Nifty Japanese nail-art

PUBLISHED : Tuesday, 31 August, 1999, 12:00am
UPDATED : Tuesday, 31 August, 1999, 12:00am

The craze for all things Japanese is still going strong in Hong Kong. And last week saw the launch of a product that is another example of kitsch, girlie items so favoured by fans of Japanese products.

NailMore carries on the tradition of the hugely popular photo-sticker machines that have come out of Japan - they are like a normal photo booth, with the main difference being that the photographs are printed on adhesive paper.

The new NailMore follows the same principle; stick your fingers into this state-of-the-art machine, and a precision inkjet printer will print one of 80 patterns on to your nails.

The process takes about two minutes per nail, and the results last a week or so. If you tire of the design, simply peel it off and try it again.

Atlus, a Singapore-based company distributing NailMore throughout Asia, intends for it to be in place in department stores, boutiques and shopping malls throughout Hong Kong later this year.

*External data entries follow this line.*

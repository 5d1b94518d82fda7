//! Move legality and nested win detection.
//!
//! Every function here is pure: no clock, no I/O, no hidden state. The same
//! line rule is applied twice, once over the cells of a sub-board and once
//! over the nine sub-board results.

use crate::{
    error::{IllegalMoveReason, RoomError},
    room::Room,
};

use super::board::{
    Board, ForcedBoard, GameResult, GridIndex, Mark, Move, SubBoard, SubResult, GRID_SIZE,
};

/// The eight winning lines of a 3×3 grid: rows, columns, diagonals.
pub const LINES: [[usize; 3]; 8] = [
    [0, 1, 2],
    [3, 4, 5],
    [6, 7, 8],
    [0, 3, 6],
    [1, 4, 7],
    [2, 5, 8],
    [0, 4, 8],
    [2, 4, 6],
];

fn line_winner<T: Copy>(
    slots: &[T; GRID_SIZE],
    mark_of: impl Fn(T) -> Option<Mark>,
) -> Option<Mark> {
    LINES.iter().find_map(|&[a, b, c]| {
        let mark = mark_of(slots[a])?;
        (mark_of(slots[b]) == Some(mark) && mark_of(slots[c]) == Some(mark)).then_some(mark)
    })
}

/// Evaluate a sub-board: a line wins, a full board without one is a draw.
pub fn sub_board_result(sub_board: &SubBoard) -> SubResult {
    if let Some(mark) = line_winner(sub_board.cells(), |cell| cell) {
        return SubResult::Won(mark);
    }
    if sub_board.is_full() {
        SubResult::Draw
    } else {
        SubResult::Undecided
    }
}

/// Evaluate the super-grid from the nine sub-board results.
///
/// Only won sub-boards count towards a line; drawn sub-boards count as
/// decided for the overall draw.
pub fn main_result(sub_results: &[SubResult; GRID_SIZE]) -> GameResult {
    if let Some(mark) = line_winner(sub_results, SubResult::winner) {
        return GameResult::Won(mark);
    }
    if sub_results.iter().all(|result| result.is_decided()) {
        GameResult::Draw
    } else {
        GameResult::Ongoing
    }
}

/// Check a move against the board, returning why it is illegal.
pub fn check_move(
    board: &Board,
    sub_results: &[SubResult; GRID_SIZE],
    forced_board: ForcedBoard,
    mv: Move,
) -> Result<(), IllegalMoveReason> {
    if sub_results[mv.board_index.get()].is_decided() {
        return Err(IllegalMoveReason::SubBoardDecided(mv.board_index));
    }
    if board.cell(mv).is_some() {
        return Err(IllegalMoveReason::CellOccupied);
    }
    match forced_board {
        Some(forced) if forced != mv.board_index => Err(IllegalMoveReason::WrongBoard(forced)),
        _ => Ok(()),
    }
}

/// Whether a move is legal. A forced board of `None` imposes no restriction.
pub fn is_legal_move(
    board: &Board,
    sub_results: &[SubResult; GRID_SIZE],
    forced_board: ForcedBoard,
    mv: Move,
) -> bool {
    check_move(board, sub_results, forced_board, mv).is_ok()
}

/// Sub-board the opponent is sent to after a mark lands on `played_cell`.
///
/// The cell position maps 1:1 onto the super-grid; a decided or full target
/// frees the opponent to play anywhere.
pub fn next_forced_board(
    played_cell: GridIndex,
    sub_results: &[SubResult; GRID_SIZE],
    board: &Board,
) -> ForcedBoard {
    if sub_results[played_cell.get()].is_decided() || board[played_cell].is_full() {
        None
    } else {
        Some(played_cell)
    }
}

/// Apply a move for `actor`, returning the resulting room.
///
/// Rejections leave `room` untouched. Derived fields (sub-board results, game
/// result, forced board) are only ever recomputed here.
pub fn apply_move(room: &Room, mv: Move, actor: Mark) -> Result<Room, RoomError> {
    if room.result.is_terminal() {
        return Err(RoomError::GameAlreadyTerminal);
    }
    if actor != room.current_player {
        return Err(RoomError::NotYourTurn {
            expected: room.current_player,
            actual: actor,
        });
    }
    check_move(&room.board, &room.sub_results, room.forced_board, mv)
        .map_err(|reason| RoomError::IllegalMove { mv, reason })?;

    let mut next = room.clone();
    next.board.place(mv, actor);
    next.sub_results[mv.board_index.get()] = sub_board_result(&next.board[mv.board_index]);
    next.result = main_result(&next.sub_results);
    next.forced_board = next_forced_board(mv.cell_index, &next.sub_results, &next.board);
    next.current_player = actor.opponent();
    next.draw_proposed_by = None;
    Ok(next)
}

/// Every move the player to act may make. Empty once the game is over.
pub fn legal_moves(room: &Room) -> Vec<Move> {
    if room.result.is_terminal() {
        return Vec::new();
    }
    let boards: Vec<GridIndex> = match room.forced_board {
        Some(forced) => vec![forced],
        None => GridIndex::all().collect(),
    };
    boards
        .into_iter()
        .flat_map(|board_index| {
            GridIndex::all().map(move |cell_index| Move {
                board_index,
                cell_index,
            })
        })
        .filter(|mv| is_legal_move(&room.board, &room.sub_results, room.forced_board, *mv))
        .collect()
}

More Moschino Moschino opened its flagship store in Hong Kong last week, expanding their space in The Landmark. On offer will be the men's and women's ready-to-wear and accessories collections. Despite the death of designer Franco Moschino a few years ago, the Milan-based company - now with a team of designers at its disposal - is enjoying rapid growth. And given fashion's flirtation with whimsical dressing, the line seems particularly appropriate.

Cool kelp cream Today sees the official Hong Kong launch of the so-called miracle cream, Creme de la Mer. The line is being sold exclusively through Lane Crawford for the next nine months. At a luncheon today in Cafe Vogue, about 30 well-known Hong Kong women who have used the product for the past few weeks will be asked to give their testimonials. The cream, made from kelp and other natural ingredients, sells out as soon as it is on shelves, and costs $1,450 for the larger-sized jar.